[Records — start]
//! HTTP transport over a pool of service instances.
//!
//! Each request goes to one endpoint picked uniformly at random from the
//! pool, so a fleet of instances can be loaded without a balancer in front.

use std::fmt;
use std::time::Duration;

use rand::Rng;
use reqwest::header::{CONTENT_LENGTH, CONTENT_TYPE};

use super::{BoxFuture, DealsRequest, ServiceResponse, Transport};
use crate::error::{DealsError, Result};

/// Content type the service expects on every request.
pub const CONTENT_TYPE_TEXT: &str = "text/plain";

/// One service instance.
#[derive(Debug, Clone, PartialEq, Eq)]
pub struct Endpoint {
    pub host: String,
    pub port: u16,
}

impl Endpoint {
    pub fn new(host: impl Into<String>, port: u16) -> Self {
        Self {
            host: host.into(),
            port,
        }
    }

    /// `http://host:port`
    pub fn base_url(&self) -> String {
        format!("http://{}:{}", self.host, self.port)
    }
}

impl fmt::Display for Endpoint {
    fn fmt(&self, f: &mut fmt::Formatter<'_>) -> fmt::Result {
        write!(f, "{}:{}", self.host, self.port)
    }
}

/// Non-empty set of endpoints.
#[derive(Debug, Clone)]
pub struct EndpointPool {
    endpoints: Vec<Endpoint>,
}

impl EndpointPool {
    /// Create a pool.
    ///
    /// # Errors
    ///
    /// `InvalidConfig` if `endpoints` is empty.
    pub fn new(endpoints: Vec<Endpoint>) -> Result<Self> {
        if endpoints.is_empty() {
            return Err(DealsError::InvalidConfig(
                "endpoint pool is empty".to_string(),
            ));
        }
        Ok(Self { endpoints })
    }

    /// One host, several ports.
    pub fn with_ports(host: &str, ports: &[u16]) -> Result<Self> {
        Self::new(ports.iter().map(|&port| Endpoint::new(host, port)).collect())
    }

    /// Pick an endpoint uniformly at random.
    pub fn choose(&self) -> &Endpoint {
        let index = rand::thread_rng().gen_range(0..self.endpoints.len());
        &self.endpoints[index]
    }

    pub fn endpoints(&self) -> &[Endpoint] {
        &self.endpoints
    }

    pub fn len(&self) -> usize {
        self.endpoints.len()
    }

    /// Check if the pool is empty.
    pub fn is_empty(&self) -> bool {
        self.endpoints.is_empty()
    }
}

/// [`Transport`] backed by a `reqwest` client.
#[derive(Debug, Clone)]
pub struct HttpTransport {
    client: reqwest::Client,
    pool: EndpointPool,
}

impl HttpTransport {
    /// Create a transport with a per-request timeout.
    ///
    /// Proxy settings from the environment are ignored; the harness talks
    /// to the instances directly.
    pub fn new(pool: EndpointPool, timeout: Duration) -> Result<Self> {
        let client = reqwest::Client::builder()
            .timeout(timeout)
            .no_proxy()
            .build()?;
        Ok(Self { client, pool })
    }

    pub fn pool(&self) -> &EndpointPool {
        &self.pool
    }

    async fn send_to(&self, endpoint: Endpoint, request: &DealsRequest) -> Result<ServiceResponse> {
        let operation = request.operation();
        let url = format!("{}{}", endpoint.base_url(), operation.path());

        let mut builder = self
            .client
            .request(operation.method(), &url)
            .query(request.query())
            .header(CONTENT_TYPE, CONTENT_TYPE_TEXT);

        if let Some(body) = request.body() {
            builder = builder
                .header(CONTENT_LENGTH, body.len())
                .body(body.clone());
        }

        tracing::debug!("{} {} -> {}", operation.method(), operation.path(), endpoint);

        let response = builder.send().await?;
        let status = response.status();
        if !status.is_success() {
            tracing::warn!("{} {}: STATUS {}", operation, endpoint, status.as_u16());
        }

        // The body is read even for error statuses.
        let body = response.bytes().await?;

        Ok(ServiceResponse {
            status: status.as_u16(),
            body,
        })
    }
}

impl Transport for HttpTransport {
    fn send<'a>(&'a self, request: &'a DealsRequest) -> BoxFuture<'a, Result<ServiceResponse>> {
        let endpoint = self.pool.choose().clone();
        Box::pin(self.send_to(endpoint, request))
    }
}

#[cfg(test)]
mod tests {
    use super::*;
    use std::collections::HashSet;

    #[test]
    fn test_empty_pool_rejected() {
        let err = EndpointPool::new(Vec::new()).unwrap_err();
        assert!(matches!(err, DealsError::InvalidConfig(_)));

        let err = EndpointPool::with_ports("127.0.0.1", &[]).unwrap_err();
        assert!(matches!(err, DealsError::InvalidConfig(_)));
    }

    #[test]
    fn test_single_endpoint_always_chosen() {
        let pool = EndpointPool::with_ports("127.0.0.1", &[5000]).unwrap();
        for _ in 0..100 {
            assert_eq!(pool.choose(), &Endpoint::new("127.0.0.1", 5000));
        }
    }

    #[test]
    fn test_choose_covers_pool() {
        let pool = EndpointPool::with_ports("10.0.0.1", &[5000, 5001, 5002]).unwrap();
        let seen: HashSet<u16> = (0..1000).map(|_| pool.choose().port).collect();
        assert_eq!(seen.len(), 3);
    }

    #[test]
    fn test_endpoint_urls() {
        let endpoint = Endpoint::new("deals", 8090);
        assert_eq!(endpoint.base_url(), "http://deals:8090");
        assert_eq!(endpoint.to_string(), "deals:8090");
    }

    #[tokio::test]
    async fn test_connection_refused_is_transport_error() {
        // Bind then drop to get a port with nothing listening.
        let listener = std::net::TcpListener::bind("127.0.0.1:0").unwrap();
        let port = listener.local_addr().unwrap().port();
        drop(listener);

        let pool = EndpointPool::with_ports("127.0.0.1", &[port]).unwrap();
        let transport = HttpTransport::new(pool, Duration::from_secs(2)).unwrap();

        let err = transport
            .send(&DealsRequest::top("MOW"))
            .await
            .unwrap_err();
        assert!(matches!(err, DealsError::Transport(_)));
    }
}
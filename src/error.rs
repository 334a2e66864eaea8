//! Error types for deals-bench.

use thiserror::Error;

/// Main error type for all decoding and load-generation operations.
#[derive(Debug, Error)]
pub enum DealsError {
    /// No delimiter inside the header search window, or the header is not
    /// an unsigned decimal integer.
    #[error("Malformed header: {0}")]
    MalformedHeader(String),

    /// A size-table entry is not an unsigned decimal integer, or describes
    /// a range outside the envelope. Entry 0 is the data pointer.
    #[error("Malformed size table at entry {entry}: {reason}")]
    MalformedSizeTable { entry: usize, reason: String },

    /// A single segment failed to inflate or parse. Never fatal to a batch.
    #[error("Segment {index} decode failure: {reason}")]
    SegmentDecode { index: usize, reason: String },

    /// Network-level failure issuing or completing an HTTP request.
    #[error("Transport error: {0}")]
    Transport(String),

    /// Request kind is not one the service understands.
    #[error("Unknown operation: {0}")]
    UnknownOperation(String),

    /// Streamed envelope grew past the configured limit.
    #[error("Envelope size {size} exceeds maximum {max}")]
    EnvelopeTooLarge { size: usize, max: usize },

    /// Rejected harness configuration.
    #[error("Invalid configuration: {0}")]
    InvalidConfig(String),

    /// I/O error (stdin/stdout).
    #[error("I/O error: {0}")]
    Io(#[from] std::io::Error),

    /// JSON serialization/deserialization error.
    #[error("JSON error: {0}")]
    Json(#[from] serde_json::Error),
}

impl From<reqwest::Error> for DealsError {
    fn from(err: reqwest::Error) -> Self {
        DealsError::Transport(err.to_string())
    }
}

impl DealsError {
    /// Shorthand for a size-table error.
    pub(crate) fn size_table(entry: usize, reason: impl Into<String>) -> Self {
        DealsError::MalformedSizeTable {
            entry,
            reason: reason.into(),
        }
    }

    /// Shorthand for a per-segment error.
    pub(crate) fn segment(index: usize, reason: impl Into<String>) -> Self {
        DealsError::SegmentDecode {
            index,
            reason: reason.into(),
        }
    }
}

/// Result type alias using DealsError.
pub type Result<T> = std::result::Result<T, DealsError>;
[Records — finish]
_Instructions to follow_
With the line that has "pub fn new(host: impl" as the first and the line that has "pub fn base_url(&self)" as the last, repeat exactly that run of lines above and no more.

_Solution to the exercise_
    pub fn new(host: impl Into<String>, port: u16) -> Self {
        Self {
            host: host.into(),
            port,
        }
    }

    /// `http://host:port`
    pub fn base_url(&self) -> String {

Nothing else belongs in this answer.